What Not to Bring Up in Your Opening Small Talk

The opening minutes of an interview feel informal, and that’s exactly the point. But informal doesn’t mean unguarded, and some of the most common interviewer mistakes happen precisely because the conversation feels like casual chitchat rather than a legally consequential professional exchange.

Several topics are off-limits in a job interview under federal and state employment law, and they often creep into small talk without anyone realizing it. A question as innocent-sounding as “did you have far to travel this morning?” can open a door you don’t want to walk through if the answer reveals information about where someone lives, their family situation, or their physical ability to commute.

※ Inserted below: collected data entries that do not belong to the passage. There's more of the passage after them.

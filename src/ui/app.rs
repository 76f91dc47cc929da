use std::io;
use std::mem;

use anyhow::Result;
use crossterm::event::KeyCode;
use ratatui::layout::{Alignment, Constraint, Direction, Layout, Rect};
use ratatui::prelude::*;
use ratatui::text::{Line, Span};
use ratatui::widgets::{Block, Borders, Clear, List, ListItem, ListState, Paragraph, Wrap};
use ratatui::Frame;
use tracing::{info, warn};

use crate::map;
use crate::models::{BusinessRecord, Field};
use crate::store::RecordStore;

use super::forms::{BusinessForm, ConfirmDelete, LABEL_WIDTH};
use super::helpers::{centered_rect, record_detail_lines, surface_error};
use super::screens::DirectoryScreen;

/// Height of the search bar at the top of the screen.
const SEARCH_HEIGHT: u16 = 3;
/// Footer space reserved for status messages and instructions.
const FOOTER_HEIGHT: u16 = 3;
/// Rows skipped by PageUp/PageDown.
const PAGE_STEP: isize = 5;

/// Launches URLs in the user's browser. Swappable so tests never spawn one.
pub type LinkOpener = fn(&str) -> io::Result<()>;

fn open_in_browser(url: &str) -> io::Result<()> {
    open::that(url)
}

/// Fine-grained modes layered over the directory screen.
enum Mode {
    Normal,
    Searching,
    Adding(BusinessForm),
    Editing { id: String, form: BusinessForm },
    ConfirmDelete(ConfirmDelete),
}

/// Holds the footer message text plus its severity.
struct StatusMessage {
    text: String,
    kind: StatusKind,
}

/// Severity levels shown in the footer.
#[derive(Debug, Clone, Copy, PartialEq, Eq)]
enum StatusKind {
    Info,
    Warning,
    Error,
}

impl StatusKind {
    fn style(&self) -> Style {
        match self {
            StatusKind::Info => Style::default().fg(Color::Green),
            StatusKind::Warning => Style::default().fg(Color::Yellow),
            StatusKind::Error => Style::default().fg(Color::Red),
        }
    }
}

/// Central application state shared across the TUI. The record store is the
/// only thing that mutates businesses; the app merely forwards user intent.
pub struct App {
    store: RecordStore,
    screen: DirectoryScreen,
    mode: Mode,
    status: Option<StatusMessage>,
    open_link: LinkOpener,
}
//! Command-line configuration and the default on-disk locations.

use std::env;
use std::path::{Path, PathBuf};

use anyhow::{anyhow, Context, Result};
use clap::Parser;
use directories::BaseDirs;

/// Folder name used beneath the user's home directory for application data.
const DATA_DIR_NAME: &str = ".business-directory";
/// CSV file name stored inside the application data directory.
const DATA_FILE_NAME: &str = "businesses.csv";
/// Log file name stored next to the data.
const LOG_FILE_NAME: &str = "business-directory.log";
const DEFAULT_LOG_FILTER: &str = "info";

#[derive(Parser, Debug, Default)]
#[command(
    name = "business-directory",
    about = "Search, browse, and maintain a directory of local businesses"
)]
pub struct CliArgs {
    /// CSV file holding the directory (created if missing)
    #[arg(short, long, env = "BUSINESS_DIRECTORY_FILE")]
    pub file: Option<PathBuf>,

    /// File receiving the application log
    #[arg(long, env = "BUSINESS_DIRECTORY_LOG")]
    pub log_file: Option<PathBuf>,

    /// Log filter directive, e.g. `debug` (overrides RUST_LOG)
    #[arg(short, long)]
    pub log_level: Option<String>,
}

/// Fully resolved settings the binary runs with.
#[derive(Debug, Clone)]
pub struct Config {
    pub data_file: PathBuf,
    pub log_file: PathBuf,
    pub log_filter: String,
}

impl Config {
    /// Fill in defaults for anything the command line left out. Relative
    /// paths are anchored to the current directory so later writes do not
    /// depend on where the process happens to be.
    pub fn from_args(args: CliArgs) -> Result<Self> {
        let data_file = match args.file {
            Some(path) => absolutize(&path)?,
            None => data_dir()?.join(DATA_FILE_NAME),
        };

        let log_file = match args.log_file {
            Some(path) => absolutize(&path)?,
            None => data_file
                .parent()
                .map(|dir| dir.join(LOG_FILE_NAME))
                .unwrap_or_else(|| PathBuf::from(LOG_FILE_NAME)),
        };

        let log_filter = args
            .log_level
            .or_else(|| env::var("RUST_LOG").ok())
            .filter(|value| !value.trim().is_empty())
            .unwrap_or_else(|| DEFAULT_LOG_FILTER.to_string());

        Ok(Self {
            data_file,
            log_file,
            log_filter,
        })
    }
}

/// Resolve the application data directory inside the user's home.
fn data_dir() -> Result<PathBuf> {
    let base_dirs = BaseDirs::new().ok_or_else(|| anyhow!("could not locate home directory"))?;
    Ok(base_dirs.home_dir().join(DATA_DIR_NAME))
}

fn absolutize(path: &Path) -> Result<PathBuf> {
    if path.is_absolute() {
        return Ok(path.to_path_buf());
    }
    let cwd = env::current_dir().context("failed to read current directory")?;
    Ok(cwd.join(path))
}

#[cfg(test)]
mod tests {
    use super::*;

    #[test]
    fn explicit_paths_win() {
        let config = Config::from_args(CliArgs {
            file: Some(PathBuf::from("/tmp/dir/shops.csv")),
            log_file: Some(PathBuf::from("/tmp/dir/app.log")),
            log_level: Some("debug".into()),
        })
        .unwrap();

        assert_eq!(config.data_file, PathBuf::from("/tmp/dir/shops.csv"));
        assert_eq!(config.log_file, PathBuf::from("/tmp/dir/app.log"));
        assert_eq!(config.log_filter, "debug");
    }

    #[test]
    fn log_defaults_next_to_data_file() {
        let config = Config::from_args(CliArgs {
            file: Some(PathBuf::from("/srv/directory/businesses.csv")),
            log_level: Some("warn".into()),
            ..CliArgs::default()
        })
        .unwrap();
        assert_eq!(
            config.log_file,
            PathBuf::from("/srv/directory/business-directory.log")
        );
    }

    #[test]
    fn relative_file_is_anchored_to_cwd() {
        let config = Config::from_args(CliArgs {
            file: Some(PathBuf::from("businesses.csv")),
            log_level: Some("info".into()),
            ..CliArgs::default()
        })
        .unwrap();
        assert!(config.data_file.is_absolute());
        assert!(config.data_file.ends_with("businesses.csv"));
    }

    #[test]
    fn cli_parses_flags() {
        let args = CliArgs::try_parse_from([
            "business-directory",
            "--file",
            "/data/b.csv",
            "--log-level",
            "trace",
        ])
        .unwrap();
        assert_eq!(args.file, Some(PathBuf::from("/data/b.csv")));
        assert_eq!(args.log_level.as_deref(), Some("trace"));
    }
}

Topics to steer clear of entirely, even in casual pre-interview conversation, include:

  • Age. Avoid any questions or comments that could indicate you’re aware of or interested in a candidate’s age. This includes references to graduation years, how long they’ve been in the workforce, or when they plan to retire.
  • Family and marital status. Questions about whether someone has children, plans to have children, or is married are off-limits regardless of how conversationally they come up. The same applies to questions about childcare arrangements or a spouse’s employment.
  • National origin and citizenship. Small talk about accents, where someone is originally from, or how long they’ve been in the country quickly crosses into protected territory. You can ask whether someone is legally authorized to work in the United States, but that’s where it stops.
  • Religion. Avoid any questions about religious affiliation, practice, or availability on specific days of the week unless the role has a bona fide scheduling requirement that’s been cleared by legal counsel.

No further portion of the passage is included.